Les constats d’infraction par l’Inspection sociale et la preuve des infractions

par Charles-Éric Clesse - 30 mars 2018

Le dossier consacré à l’Inspection sociale contient déjà trois articles de Charles-Éric Clesse, auditeur du travail du Hainaut, chargé de cours à l’Université libre de Bruxelles : le premier la présente de manière générale ; le deuxième a porté sur les liens entre l’Inspection et l’auditorat du travail ; le troisième a évoqué quelques-uns des importants pouvoirs de l’Inspection.

En voici un quatrième, toujours du même auteur, qui explique comment sont opérés les constats de l’Inspection, ce qui est fort important pour le régime des preuves devant les juridictions qui pourraient être ensuite saisies.

1. Lors d’un contrôle, les services d’inspection ont pour objectif de vérifier si
la législation sociale est correctement respectée.

Pour ce faire, ils disposent de larges pouvoirs, présentés dans l’article précédent.

2. Les inspecteurs peuvent entendre toutes personnes qu’ils jugent utile dans le cadre de leur enquête. Cela peut être les travailleurs, des clients, des livreurs, des responsables de firmes extérieurs, etc.

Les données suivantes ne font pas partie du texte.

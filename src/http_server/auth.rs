//! HTTP Basic authentication
//!
//! Every lifecycle request carries `Authorization: Basic <credentials>`.
//! Verification is constant-time over both username and password so the
//! comparison leaks nothing about how far a guess got.

use axum::http::HeaderMap;
use base64::engine::general_purpose::STANDARD as BASE64;
use base64::Engine;
use subtle::ConstantTimeEq;

use super::errors::ApiError;

/// The credential pair every request is checked against.
#[derive(Debug, Clone)]
pub struct BasicCredentials {
    username: String,
    password: String,
}

impl BasicCredentials {
    pub fn new(username: impl Into<String>, password: impl Into<String>) -> Self {
        Self {
            username: username.into(),
            password: password.into(),
        }
    }

    fn matches(&self, username: &str, password: &str) -> bool {
        let user_ok = self.username.as_bytes().ct_eq(username.as_bytes());
        let pass_ok = self.password.as_bytes().ct_eq(password.as_bytes());
        bool::from(user_ok & pass_ok)
    }
}

/// Encode a pair as an `Authorization` header value.
pub fn basic_header_value(username: &str, password: &str) -> String {
    format!(
        "Basic {}",
        BASE64.encode(format!("{}:{}", username, password))
    )
}

/// Reject the request unless it presents the expected Basic credentials.
pub fn require_basic_auth(
    headers: &HeaderMap,
    expected: &BasicCredentials,
) -> Result<(), ApiError> {
    let header = headers
        .get("authorization")
        .and_then(|h| h.to_str().ok())
        .ok_or(ApiError::Unauthorized)?;

    let encoded = header.strip_prefix("Basic ").ok_or(ApiError::Unauthorized)?;
    let decoded = BASE64
        .decode(encoded.trim())
        .map_err(|_| ApiError::Unauthorized)?;
    let decoded = String::from_utf8(decoded).map_err(|_| ApiError::Unauthorized)?;
    let (username, password) = decoded.split_once(':').ok_or(ApiError::Unauthorized)?;

    if expected.matches(username, password) {
        Ok(())
    } else {
        Err(ApiError::Unauthorized)
    }
}

#[cfg(test)]
mod tests {
    use super::*;
    use axum::http::HeaderValue;

    fn headers_with(value: &str) -> HeaderMap {
        let mut headers = HeaderMap::new();
        headers.insert("authorization", HeaderValue::from_str(value).unwrap());
        headers
    }

    fn expected() -> BasicCredentials {
        BasicCredentials::new("broker", "s3cret")
    }

    #[test]
    fn test_valid_credentials_pass() {
        let headers = headers_with(&basic_header_value("broker", "s3cret"));
        assert!(require_basic_auth(&headers, &expected()).is_ok());
    }

    #[test]
    fn test_wrong_password_rejected() {
        let headers = headers_with(&basic_header_value("broker", "guess"));
        assert!(require_basic_auth(&headers, &expected()).is_err());
    }

    #[test]
    fn test_missing_header_rejected() {
        assert!(require_basic_auth(&HeaderMap::new(), &expected()).is_err());
    }

    #[test]
    fn test_non_basic_scheme_rejected() {
        let headers = headers_with("Bearer some-token");
        assert!(require_basic_auth(&headers, &expected()).is_err());
    }

    #[test]
    fn test_malformed_base64_rejected() {
        let headers = headers_with("Basic ???not-base64???");
        assert!(require_basic_auth(&headers, &expected()).is_err());
    }
}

Ces auditions peuvent, selon la décision de l’inspecteur, se faire en présence ou non de l’employeur concerné par le contrôle.

Si l’employeur refuse de quitter le lieu de l’audition alors qu’on l’y invite, il s’expose à une sanction pénale de niveau 4 pour obstacle au contrôle (soit de 4.800 à 48.000 euros d’amendes, en ce compris les décimes additionnels, c’est-à-dire les mécanismes légaux qui périodiquement augmentent le niveau des amendes, et/ ou six mois à trois ans de prison).

3. Les droits de la personne entendue dépendent du statut dans lequel elle l’est.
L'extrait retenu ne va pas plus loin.